Sigh, my cousin finally came home today. FUCKIN' WEEEEEEEEE!!!!!!!!!!! I do miss her so when she's gone... Got to see some pictures of myself that were pretty dissapointing... well not if you disregard the face... cuz they actually turned out ok except for that minor (MAJOR) detail. but I guess I have an excuse... it was like 4 in the morning and I was drunk earlier that night. yeah, drunk + later = bad pictures. Oh well. How many days away is saturday? i need to know so i can start the countdown. Or better yet, maybe i should not find out what day it is... so that the wait does not seem so intense.... I heart you Caty. Can not not not wait to see you. On a sour note... today was the last day that i get paid untill I find a real job. yay. But I just found out there's a game crazy close... Now that was a fun job. I'll try again. um... g'night. Oh yeah i finally manage to remember my key and end up locking myself out of the house anyway. that was fun.
- Location:home (duh)
- Mood:
ditzy - Music:crazy opera crap that happens to be on the TV
Holy shit. i guess LJ is useful for something. I just managed to find some one who i've been looking for for so long now. and she's on LJ. wow.

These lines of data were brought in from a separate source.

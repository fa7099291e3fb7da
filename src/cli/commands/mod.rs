//! Command implementations.

pub mod check;
pub mod dispatcher;
pub mod list;
pub mod plan;
pub mod run;

pub use dispatcher::{
    Command, CommandDispatcher, CommandResult, PipelineLocation, CONFIG_ERROR_EXIT_CODE,
};
//! Visual theme and styling.

use console::Style;

use crate::tasks::Severity;

/// Styles used by the terminal UI.
#[derive(Debug, Clone)]
pub struct ConductorTheme {
    /// Style for success messages (green).
    pub success: Style,
    /// Style for warning messages (yellow).
    pub warning: Style,
    /// Style for error messages (red bold).
    pub error: Style,
    /// Style for dim/secondary text.
    pub dim: Style,
    /// Style for highlighted/important text (bold).
    pub highlight: Style,
    /// Style for headers (cyan bold).
    pub header: Style,
}

impl Default for ConductorTheme {
    fn default() -> Self {
        Self::new()
    }
}

impl ConductorTheme {
    /// Create the default colored theme.
    pub fn new() -> Self {
        Self {
            success: Style::new().green(),
            warning: Style::new().yellow(),
            error: Style::new().red().bold(),
            dim: Style::new().dim(),
            highlight: Style::new().bold(),
            header: Style::new().bold().cyan(),
        }
    }

    /// Create a theme without colors (for non-TTY or --no-color).
    pub fn plain() -> Self {
        Self {
            success: Style::new(),
            warning: Style::new(),
            error: Style::new(),
            dim: Style::new(),
            highlight: Style::new(),
            header: Style::new(),
        }
    }

    /// Format a success message (icon + text in green).
    pub fn format_success(&self, msg: &str) -> String {
        format!("{}", self.success.apply_to(format!("✓ {}", msg)))
    }

    /// Format a warning message (icon + text in yellow).
    pub fn format_warning(&self, msg: &str) -> String {
        format!("{}", self.warning.apply_to(format!("⚠ {}", msg)))
    }

    /// Format an error message (icon + text in red bold).
    pub fn format_error(&self, msg: &str) -> String {
        format!("{}", self.error.apply_to(format!("✗ {}", msg)))
    }

    /// Format a header banner.
    pub fn format_header(&self, title: &str) -> String {
        format!("{}", self.header.apply_to(format!("▶ {}", title)))
    }

    /// Style a line according to an outcome severity.
    pub fn format_severity(&self, severity: Severity, msg: &str) -> String {
        match severity {
            Severity::Ok => self.format_success(msg),
            Severity::Warning => self.format_warning(msg),
            Severity::Error | Severity::Critical => self.format_error(msg),
        }
    }
}

/// Check if colors should be enabled.
pub fn should_use_colors() -> bool {
    // https://no-color.org/
    if std::env::var("NO_COLOR").is_ok() {
        return false;
    }

    console::Term::stdout().is_term()
}

#[cfg(test)]
mod tests {
    use super::*;

    #[test]
    fn plain_theme_formats_without_escape_codes() {
        let theme = ConductorTheme::plain();
        assert_eq!(theme.format_success("done"), "✓ done");
        assert_eq!(theme.format_warning("slow"), "⚠ slow");
        assert_eq!(theme.format_error("broken"), "✗ broken");
        assert_eq!(theme.format_header("Run"), "▶ Run");
    }

    #[test]
    fn severity_picks_matching_icon() {
        let theme = ConductorTheme::plain();
        assert!(theme.format_severity(Severity::Ok, "a").starts_with('✓'));
        assert!(theme.format_severity(Severity::Warning, "a").starts_with('⚠'));
        assert!(theme.format_severity(Severity::Error, "a").starts_with('✗'));
        assert!(theme.format_severity(Severity::Critical, "a").starts_with('✗'));
    }

    #[test]
    fn colored_theme_contains_message() {
        let theme = ConductorTheme::new();
        assert!(theme.format_success("done").contains("done"));
    }
}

I hope she is not pissed off at me for not being in contact with her... Now i'm all excited and wondering if she will read this and stuff... (if you are i'm living in the bay area now...) um.... wow. ok. went to SF today and checked out this really cool museum with all those old coin operated thingies. it was awesome fun. sigh... um... parking was way too expensive though and my dinner sucked. i still feel sick from it. sigh oh well. umm... that all.
- Location:home
- Mood:
excited - Music:combichrist this shit will fuck you up
sigh. nothing exciting today. just a lot of video games and phone calls. at least the video games were good. silent hill has a way of making me appreciate my dull world like nothing else can. its that whole "it could be worse" factor. work again tomorrow (i should probably be in bed now) and then money! yay. an old friend of mine is coming to visit tomorrow and i'm excited about it. it will be fun. but for now i am going to try to get some sleep. fruitlessly.
- Location:home
- Mood:
bored - Music:placebo
i just got back from seeing pirates 3 and all i can say is fuck everybody that said it sucked. thats right. i thought it was wildly entertaining. as good as the first one. 10 times better than the second. wow. and i sat close up in the theater which i don't usually do. what a perfect place to watch this movie from. it was awesome!!! sigh. i love the fact that it paid so much homage to the ride. (the first two let me down) anyway, it was good fun.
- Location:home now
- Music:quiet for once
well, i did it. i fucked everything up. and now i have no idea who is pissed off at me. probably everyone. i can't say i blame them although i wish i knew exactly what the big deal was. however, i understand the consequences. now i'm stuck at home all day everyday. weee. big fun. oh well. i hate drama. i never wanted to be the cause of it. i did something dumb, then someone freaked out. a lot. made a major deal out of it. like i said, i understand. but i'm still pissed off. mostly at myself. i should have known better. i just didn't understand why everyone was so mad. so, here i am alone. and the one person who i really wish i could talk to isn't answering. i don't know if she's mad at me or not. fuck everything. i give up.